▸ Task to carry out
Using the data below, return the stretch from the line that contains "self.enter(ScanPhase::TreeBuilding);" through the line that contains "report.tree(&tree)?;", both included, exactly as it stands and nothing beyond it.

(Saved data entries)
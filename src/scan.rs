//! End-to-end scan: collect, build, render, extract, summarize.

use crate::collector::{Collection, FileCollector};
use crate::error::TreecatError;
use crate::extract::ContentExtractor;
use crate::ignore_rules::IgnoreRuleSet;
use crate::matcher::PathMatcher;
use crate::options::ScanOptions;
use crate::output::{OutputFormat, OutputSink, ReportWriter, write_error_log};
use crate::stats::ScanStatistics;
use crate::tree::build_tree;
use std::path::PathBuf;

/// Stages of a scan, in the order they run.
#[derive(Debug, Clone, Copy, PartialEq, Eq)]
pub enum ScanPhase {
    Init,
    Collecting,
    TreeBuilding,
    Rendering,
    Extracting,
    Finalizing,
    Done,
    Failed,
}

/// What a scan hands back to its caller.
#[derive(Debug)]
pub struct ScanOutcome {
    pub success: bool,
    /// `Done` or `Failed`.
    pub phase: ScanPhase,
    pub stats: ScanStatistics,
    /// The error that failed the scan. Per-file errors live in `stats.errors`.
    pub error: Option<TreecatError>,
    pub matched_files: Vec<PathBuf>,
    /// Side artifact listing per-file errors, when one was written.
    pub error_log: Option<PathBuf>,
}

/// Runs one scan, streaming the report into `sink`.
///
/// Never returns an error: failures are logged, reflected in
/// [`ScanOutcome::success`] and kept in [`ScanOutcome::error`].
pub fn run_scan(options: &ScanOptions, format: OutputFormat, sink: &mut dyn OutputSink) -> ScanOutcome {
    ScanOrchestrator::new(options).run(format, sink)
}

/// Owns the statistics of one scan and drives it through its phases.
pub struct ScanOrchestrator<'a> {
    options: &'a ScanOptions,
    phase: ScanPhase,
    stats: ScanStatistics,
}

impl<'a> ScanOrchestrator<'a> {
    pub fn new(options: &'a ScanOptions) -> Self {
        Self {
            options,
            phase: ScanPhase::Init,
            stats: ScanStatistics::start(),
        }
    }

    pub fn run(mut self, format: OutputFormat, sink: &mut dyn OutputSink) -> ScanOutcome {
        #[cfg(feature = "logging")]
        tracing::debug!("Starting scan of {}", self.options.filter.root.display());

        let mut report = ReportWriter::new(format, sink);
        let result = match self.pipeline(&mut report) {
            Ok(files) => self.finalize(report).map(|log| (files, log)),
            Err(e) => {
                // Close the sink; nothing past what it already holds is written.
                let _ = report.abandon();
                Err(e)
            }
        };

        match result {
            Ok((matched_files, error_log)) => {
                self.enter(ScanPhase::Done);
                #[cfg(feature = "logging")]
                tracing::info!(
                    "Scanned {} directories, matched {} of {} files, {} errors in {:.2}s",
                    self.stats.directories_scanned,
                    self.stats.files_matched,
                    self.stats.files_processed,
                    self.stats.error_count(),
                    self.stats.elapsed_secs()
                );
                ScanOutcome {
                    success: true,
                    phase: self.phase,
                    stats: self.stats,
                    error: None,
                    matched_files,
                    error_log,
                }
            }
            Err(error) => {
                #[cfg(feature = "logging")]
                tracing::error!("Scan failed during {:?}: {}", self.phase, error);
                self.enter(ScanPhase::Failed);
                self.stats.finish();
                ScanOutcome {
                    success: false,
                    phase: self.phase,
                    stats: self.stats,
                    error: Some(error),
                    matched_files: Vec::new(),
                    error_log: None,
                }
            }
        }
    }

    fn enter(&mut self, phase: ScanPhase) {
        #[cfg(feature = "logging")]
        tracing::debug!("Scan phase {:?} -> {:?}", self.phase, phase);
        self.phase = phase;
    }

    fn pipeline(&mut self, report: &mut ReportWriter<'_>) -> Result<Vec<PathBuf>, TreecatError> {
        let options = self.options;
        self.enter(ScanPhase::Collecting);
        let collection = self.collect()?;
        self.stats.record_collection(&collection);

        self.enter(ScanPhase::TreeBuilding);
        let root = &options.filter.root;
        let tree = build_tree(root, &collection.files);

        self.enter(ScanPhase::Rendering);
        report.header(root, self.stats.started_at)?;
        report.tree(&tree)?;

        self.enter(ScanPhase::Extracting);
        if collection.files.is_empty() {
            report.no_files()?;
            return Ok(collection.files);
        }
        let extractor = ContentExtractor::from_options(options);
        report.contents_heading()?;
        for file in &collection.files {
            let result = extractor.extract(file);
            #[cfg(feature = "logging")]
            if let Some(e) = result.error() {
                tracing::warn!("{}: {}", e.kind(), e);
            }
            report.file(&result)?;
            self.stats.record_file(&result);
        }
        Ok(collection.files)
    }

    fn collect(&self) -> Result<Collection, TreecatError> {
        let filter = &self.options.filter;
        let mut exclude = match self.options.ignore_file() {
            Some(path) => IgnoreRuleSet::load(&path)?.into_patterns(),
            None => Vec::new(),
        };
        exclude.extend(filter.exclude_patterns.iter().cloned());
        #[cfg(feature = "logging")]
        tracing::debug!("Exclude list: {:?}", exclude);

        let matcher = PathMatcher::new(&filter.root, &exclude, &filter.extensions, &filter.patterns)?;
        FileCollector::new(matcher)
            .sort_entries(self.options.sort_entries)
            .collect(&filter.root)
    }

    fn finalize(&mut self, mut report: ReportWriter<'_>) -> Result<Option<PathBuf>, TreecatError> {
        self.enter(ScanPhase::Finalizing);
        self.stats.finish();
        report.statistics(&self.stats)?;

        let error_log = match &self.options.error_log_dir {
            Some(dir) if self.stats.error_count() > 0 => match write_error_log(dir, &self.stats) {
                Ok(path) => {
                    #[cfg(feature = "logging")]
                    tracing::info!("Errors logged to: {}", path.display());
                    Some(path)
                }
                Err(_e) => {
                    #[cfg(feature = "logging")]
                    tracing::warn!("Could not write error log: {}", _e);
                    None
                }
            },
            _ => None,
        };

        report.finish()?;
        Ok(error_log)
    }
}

---

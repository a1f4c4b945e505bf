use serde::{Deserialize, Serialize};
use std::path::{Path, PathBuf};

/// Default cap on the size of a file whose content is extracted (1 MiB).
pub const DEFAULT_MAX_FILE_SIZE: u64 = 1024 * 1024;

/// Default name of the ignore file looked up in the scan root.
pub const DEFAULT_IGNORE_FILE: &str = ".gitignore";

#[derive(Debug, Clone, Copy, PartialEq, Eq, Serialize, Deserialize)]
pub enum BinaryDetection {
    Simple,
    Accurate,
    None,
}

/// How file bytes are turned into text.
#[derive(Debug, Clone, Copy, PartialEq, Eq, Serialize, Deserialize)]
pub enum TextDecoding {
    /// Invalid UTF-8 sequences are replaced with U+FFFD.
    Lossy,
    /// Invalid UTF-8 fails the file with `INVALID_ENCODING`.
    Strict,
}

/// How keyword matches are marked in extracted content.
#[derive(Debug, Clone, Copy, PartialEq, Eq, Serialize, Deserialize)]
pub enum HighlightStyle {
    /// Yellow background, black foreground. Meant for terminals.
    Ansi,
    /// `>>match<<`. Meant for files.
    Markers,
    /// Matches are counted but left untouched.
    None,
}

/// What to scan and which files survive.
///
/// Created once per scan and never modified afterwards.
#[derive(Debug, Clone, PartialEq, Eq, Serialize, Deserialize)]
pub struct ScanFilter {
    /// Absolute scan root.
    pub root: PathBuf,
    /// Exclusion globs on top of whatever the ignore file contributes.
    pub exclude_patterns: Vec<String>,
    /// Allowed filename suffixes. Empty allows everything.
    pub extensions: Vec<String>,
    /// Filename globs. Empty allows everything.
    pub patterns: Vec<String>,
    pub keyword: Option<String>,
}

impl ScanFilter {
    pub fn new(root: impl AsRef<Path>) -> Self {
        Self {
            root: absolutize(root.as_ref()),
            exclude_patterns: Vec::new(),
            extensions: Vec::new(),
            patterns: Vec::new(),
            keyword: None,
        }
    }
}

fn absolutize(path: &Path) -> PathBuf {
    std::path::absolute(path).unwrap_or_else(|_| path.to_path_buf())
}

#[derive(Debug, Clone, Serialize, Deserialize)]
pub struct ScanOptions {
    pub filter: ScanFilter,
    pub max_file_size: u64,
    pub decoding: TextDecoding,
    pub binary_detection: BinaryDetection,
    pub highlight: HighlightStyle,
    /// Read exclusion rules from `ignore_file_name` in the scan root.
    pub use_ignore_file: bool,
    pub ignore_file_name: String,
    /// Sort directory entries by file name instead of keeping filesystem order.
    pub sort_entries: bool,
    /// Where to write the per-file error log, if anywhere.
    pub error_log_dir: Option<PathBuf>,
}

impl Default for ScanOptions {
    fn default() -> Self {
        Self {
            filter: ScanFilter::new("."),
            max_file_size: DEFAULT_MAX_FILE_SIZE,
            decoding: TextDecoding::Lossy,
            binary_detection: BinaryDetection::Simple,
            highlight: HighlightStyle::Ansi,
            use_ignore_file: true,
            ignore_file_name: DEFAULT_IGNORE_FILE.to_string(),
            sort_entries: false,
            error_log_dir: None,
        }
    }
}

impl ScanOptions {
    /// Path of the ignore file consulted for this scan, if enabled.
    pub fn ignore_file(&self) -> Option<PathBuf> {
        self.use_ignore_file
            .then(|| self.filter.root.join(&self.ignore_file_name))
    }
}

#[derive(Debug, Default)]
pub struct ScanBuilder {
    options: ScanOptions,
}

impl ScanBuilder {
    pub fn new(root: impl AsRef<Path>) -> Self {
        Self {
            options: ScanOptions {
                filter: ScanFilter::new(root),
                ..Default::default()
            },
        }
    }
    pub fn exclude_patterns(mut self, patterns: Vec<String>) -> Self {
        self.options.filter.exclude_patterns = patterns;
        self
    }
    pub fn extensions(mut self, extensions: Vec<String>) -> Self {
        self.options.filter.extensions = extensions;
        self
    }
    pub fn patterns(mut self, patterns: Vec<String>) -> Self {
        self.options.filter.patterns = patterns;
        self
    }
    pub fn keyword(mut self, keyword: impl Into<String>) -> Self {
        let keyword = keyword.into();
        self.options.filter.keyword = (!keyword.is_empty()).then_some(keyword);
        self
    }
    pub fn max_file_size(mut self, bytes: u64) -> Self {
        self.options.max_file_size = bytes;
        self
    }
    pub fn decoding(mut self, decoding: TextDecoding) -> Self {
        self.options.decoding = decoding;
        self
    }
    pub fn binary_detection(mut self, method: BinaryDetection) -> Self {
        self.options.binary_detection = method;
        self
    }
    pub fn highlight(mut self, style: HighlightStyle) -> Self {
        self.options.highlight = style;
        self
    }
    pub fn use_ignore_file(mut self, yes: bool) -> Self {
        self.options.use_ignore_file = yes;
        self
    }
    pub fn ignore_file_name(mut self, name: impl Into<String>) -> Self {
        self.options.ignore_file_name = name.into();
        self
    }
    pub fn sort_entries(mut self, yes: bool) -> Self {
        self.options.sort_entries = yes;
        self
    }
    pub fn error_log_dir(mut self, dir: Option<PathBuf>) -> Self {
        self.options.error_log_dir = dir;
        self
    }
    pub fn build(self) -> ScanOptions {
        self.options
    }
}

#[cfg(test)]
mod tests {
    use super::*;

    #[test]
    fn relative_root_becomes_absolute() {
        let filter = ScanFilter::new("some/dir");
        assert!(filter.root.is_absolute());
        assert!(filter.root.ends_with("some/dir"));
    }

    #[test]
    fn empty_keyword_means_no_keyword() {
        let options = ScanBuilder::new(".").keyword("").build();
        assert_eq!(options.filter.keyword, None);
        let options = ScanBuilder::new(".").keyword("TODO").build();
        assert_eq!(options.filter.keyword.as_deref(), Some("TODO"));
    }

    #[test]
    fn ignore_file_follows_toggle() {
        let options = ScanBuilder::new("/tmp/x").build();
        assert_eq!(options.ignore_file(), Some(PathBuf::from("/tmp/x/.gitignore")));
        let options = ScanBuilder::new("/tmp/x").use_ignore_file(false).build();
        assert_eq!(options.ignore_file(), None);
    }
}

▸ Finished task
        self.enter(ScanPhase::TreeBuilding);
        let root = &options.filter.root;
        let tree = build_tree(root, &collection.files);

        self.enter(ScanPhase::Rendering);
        report.header(root, self.stats.started_at)?;
        report.tree(&tree)?;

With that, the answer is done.